[Dataset entries]

--------------------------------------------------

fn canonical_payload(labeled_hash: &str, meta: &SigningMetadata) -> String {
    format!(
        "{labeled_hash}\nid={}\nversion={}\n",
        meta.id, meta.version
    )
}

#[cfg(test)]
mod tests {
    use super::*;

    fn test_key() -> SigningKey {
        SigningKey::from_bytes(&[7u8; 32])
    }

    fn test_store(name: &str, key: &SigningKey) -> TrustStore {
        let mut store = TrustStore::new();
        store
            .add_signer(name, &hex::encode(key.verifying_key().to_bytes()))
            .unwrap();
        store
    }

    #[test]
    fn policy_ordering_is_by_strictness() {
        assert!(SignaturePolicy::Require > SignaturePolicy::Warn);
        assert!(SignaturePolicy::Warn > SignaturePolicy::Disable);
    }

    #[test]
    fn options_reject_lenient_download_policy() {
        let store = Arc::new(TrustStore::new());
        let err = VerificationOptions::new(store, SignaturePolicy::Warn, SignaturePolicy::Require);
        assert!(matches!(err, Err(UpdateError::PolicyOrdering)));
    }

    #[test]
    fn sign_and_verify_round_trip() {
        let key = test_key();
        let store = test_store("ops", &key);
        let meta = SigningMetadata::resource("core/name", "1.2.3");
        let data = b"artifact bytes";

        let envelope = SignatureEnvelope::create(&key, "ops", data, &meta);
        let sig_bytes = encode_envelopes(&[envelope]).unwrap();
        verify_bytes(data, &sig_bytes, &meta, &store, "core/name").unwrap();
    }

    #[test]
    fn tampered_content_fails() {
        let key = test_key();
        let store = test_store("ops", &key);
        let meta = SigningMetadata::resource("core/name", "1.2.3");

        let envelope = SignatureEnvelope::create(&key, "ops", b"original", &meta);
        let sig_bytes = encode_envelopes(&[envelope]).unwrap();
        let err = verify_bytes(b"tampered", &sig_bytes, &meta, &store, "core/name");
        assert!(matches!(err, Err(UpdateError::Signature { .. })));
    }

    #[test]
    fn untrusted_signer_fails() {
        let key = test_key();
        let other = SigningKey::from_bytes(&[9u8; 32]);
        let store = test_store("ops", &key);
        let meta = SigningMetadata::resource("core/name", "1.2.3");

        let envelope = SignatureEnvelope::create(&other, "rogue", b"data", &meta);
        let sig_bytes = encode_envelopes(&[envelope]).unwrap();
        let err = verify_bytes(b"data", &sig_bytes, &meta, &store, "core/name");
        assert!(matches!(err, Err(UpdateError::Signature { .. })));
    }

    #[test]
    fn mismatched_metadata_fails() {
        let key = test_key();
        let store = test_store("ops", &key);
        let signed_for = SigningMetadata::resource("core/name", "1.2.3");
        let expected = SigningMetadata::resource("core/name", "9.9.9");

        let envelope = SignatureEnvelope::create(&key, "ops", b"data", &signed_for);
        let sig_bytes = encode_envelopes(&[envelope]).unwrap();
        let err = verify_bytes(b"data", &sig_bytes, &expected, &store, "core/name");
        assert!(matches!(err, Err(UpdateError::Signature { .. })));
    }

    #[test]
    fn disagreeing_hashes_fail() {
        let key = test_key();
        let store = test_store("ops", &key);
        let meta = SigningMetadata::resource("core/name", "1.2.3");

        let a = SignatureEnvelope::create(&key, "ops", b"data", &meta);
        let b = SignatureEnvelope::create(&key, "ops", b"other", &meta);
        let sig_bytes = encode_envelopes(&[a, b]).unwrap();
        let err = verify_bytes(b"data", &sig_bytes, &meta, &store, "core/name");
        assert!(matches!(err, Err(UpdateError::Signature { .. })));
    }

    #[test]
    fn multiple_agreeing_signers_verify() {
        let key_a = test_key();
        let key_b = SigningKey::from_bytes(&[11u8; 32]);
        let mut store = TrustStore::new();
        store
            .add_signer("ops", &hex::encode(key_a.verifying_key().to_bytes()))
            .unwrap();
        store
            .add_signer("release", &hex::encode(key_b.verifying_key().to_bytes()))
            .unwrap();
        let meta = SigningMetadata::resource("core/name", "1.2.3");

        let a = SignatureEnvelope::create(&key_a, "ops", b"data", &meta);
        let b = SignatureEnvelope::create(&key_b, "release", b"data", &meta);
        let sig_bytes = encode_envelopes(&[a, b]).unwrap();
        verify_bytes(b"data", &sig_bytes, &meta, &store, "core/name").unwrap();
    }

    #[test]
    fn warn_policy_swallows_failures() {
        let result: UpdateResult<()> = Err(UpdateError::signature("x", "boom"));
        assert!(apply_policy(SignaturePolicy::Warn, "x", result).is_ok());

        let result: UpdateResult<()> = Err(UpdateError::signature("x", "boom"));
        assert!(apply_policy(SignaturePolicy::Require, "x", result).is_err());
    }
}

--------------------------------------------------

_Task instructions:_ Wherever a line holds the word "result", copy that line out of the entries above.

_Solution for this task:_
        let result: UpdateResult<()> = Err(UpdateError::signature("x", "boom"));
        assert!(apply_policy(SignaturePolicy::Warn, "x", result).is_ok());
        let result: UpdateResult<()> = Err(UpdateError::signature("x", "boom"));
        assert!(apply_policy(SignaturePolicy::Require, "x", result).is_err());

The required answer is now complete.